L’accordo provvisorio e segreto, rinnovato per altri due anni, era stato firmato lo scorso 22 settembre 2018 e tratta di un unico punto: la nomina dei vescovi.

Il 3 ottobre, parlando a Milano in un simposio in occasione dei 150 anni di presenza del Pontificio Istituto Missioni Estere (Pime) in Cina, il Segretario di Stato vaticano Pietro Parolin ha riconosciuto che l’accordo è un punto di partenza e non di arrivo, e che non ha risolto tutte le questioni sul tappeto. Papa Francesco, ha spiegato il cardinale, intende comunque proseguire sulla via del dialogo con la Cina.

Penso che papa Francesco sia personalmente impegnato nella ricerca del dialogo e dell’accordo con la Cina perché vuole rompere il ghiaccio, ricominciare da capo dopo tante occasioni mancate, incomprensioni ed errori passati. Crede, papa Francesco, che solo il dialogo possa ottenere qualcosa, superando in generosità gli interlocutori.

Ci sono, credo, degli aspetti positivi innegabili: l’accordo riconosce che solo il Papa ha il diritto di nominare vescovi in Cina. È un risultato molto significativo. Pechino ha riconosciuto che a Roma, al di fuori del controllo cinese, c’è una autorità che ha il diritto di nomina per i vescovi in servizio a Pechino, Shanghai… Mai prima le autorità della Repubblica Popolare Cinese avevano riconosciuto ad un’autorità religiosa esterna al suo territorio e al suo dominio diretto la possibilità di decidere cose considerate ‘interne’ alla Cina.

Nel settembre 2018, prima dell’accordo, il Papa aveva accolto in piena comunione sette vescovi illegittimi, più uno deceduto. E aveva perdonato coloro che – tra i sette – erano stati scomunicati. In tale modo per la prima volta dal 1958, tutti i vescovi in Cina – attualmente un centinaio – sono in comunione con la Chiesa universale. Questo è sicuramente un risultato storico e il secondo aspetto più positivo dell’accordo. In questo modo il popolo di Dio in Cina è preservato dal rischio di uno scisma e tutelato da ordinazioni episcopali illegittime, una delle disgrazie ecclesiali più gravi degli ultimi decenni.

Dall’altra parte le autorità cinesi non sono state generose come il Papa, e non permettono a 30 vescovi “clandestini” di lavorare in libertà. Questo è il motivo per cui considero l’accordo asimmetrico. Secondo qualcuno questo tema è stato trattato nella discussione tra le parti prima del rinnovo. Non so se sia vero, ma questo tema deve essere messo in agenda il prima possibile.

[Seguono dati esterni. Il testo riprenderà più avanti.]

//! **An implementation of
//! [Fortune's sweep line algorithm](https://en.wikipedia.org/wiki/Fortune%27s_algorithm)
//! for planar [Voronoi diagrams](https://en.wikipedia.org/wiki/Voronoi_diagram)
//! in Rust.**
//!
//! A horizontal sweep line moves down over the sites. Above it, the diagram is
//! final; the boundary of that region (the *beachline*) is a sequence of
//! parabolic arcs, and the breakpoints between consecutive arcs trace out the
//! Voronoi edges. Two kinds of events change the beachline: a *site event*
//! splits the arc above a new site, and a *circle event* removes an arc that
//! shrinks to a point, creating a Voronoi vertex.
//!
//! ```
//! use fortune_voronoi::Voronoi;
//! use glam::DVec2;
//!
//! let sites = [DVec2::new(0., 0.), DVec2::new(10., 0.), DVec2::new(5., 10.)];
//! let voronoi = Voronoi::build(&sites).unwrap();
//! assert_eq!(voronoi.vertices().len(), 1);
//! // two edges end in the vertex, the other three extend indefinitely
//! assert_eq!(voronoi.edges().iter().filter(|e| e.is_closed()).count(), 2);
//! ```
//!
//! # Features
//!
//! - Construction of the full diagram, including the unbounded edges, in
//!   `O(n log n)`.
//!
//! - Horizontal (top to bottom) or vertical (left to right) sweep.
//!
//! - Parallel construction of many independent diagrams.
//!
//! - Validation of a computed diagram against the defining properties of a
//!   Voronoi diagram.
//!
//! - A trace of the processed events, for visualisation of the sweep.
//!
//! # Cargo Features
#![doc = document_features::document_features!()]

mod error;
pub mod geometry;
mod voronoi;

pub use error::{Result, VoronoiError};
pub use voronoi::{
    SupportLine, SweepDirection, SweepStep, SweepStepKind, ValidationReport, Voronoi,
    VoronoiEdge, VoronoiOptions, DEFAULT_TOLERANCE,
};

È importante chiarire che se il Papa nomina i vescovi cinesi, non può ancora sceglierli. I vescovi, credo, vengono selezionati attraverso “l’elezione democratica”, una procedura complessa in atto da circa 40 anni. Alla fine penso che al Papa venga dato un nome e lui lo nomina. Ovviamente il Papa deve avere il diritto di rifiutare un candidato che non gli piace. Immagino che le due parti abbiano discusso molto su questo argomento, prolungando i negoziati. Se il Papa si oppone, così suppongo, il processo di “elezione democratica” ricomincia da capo.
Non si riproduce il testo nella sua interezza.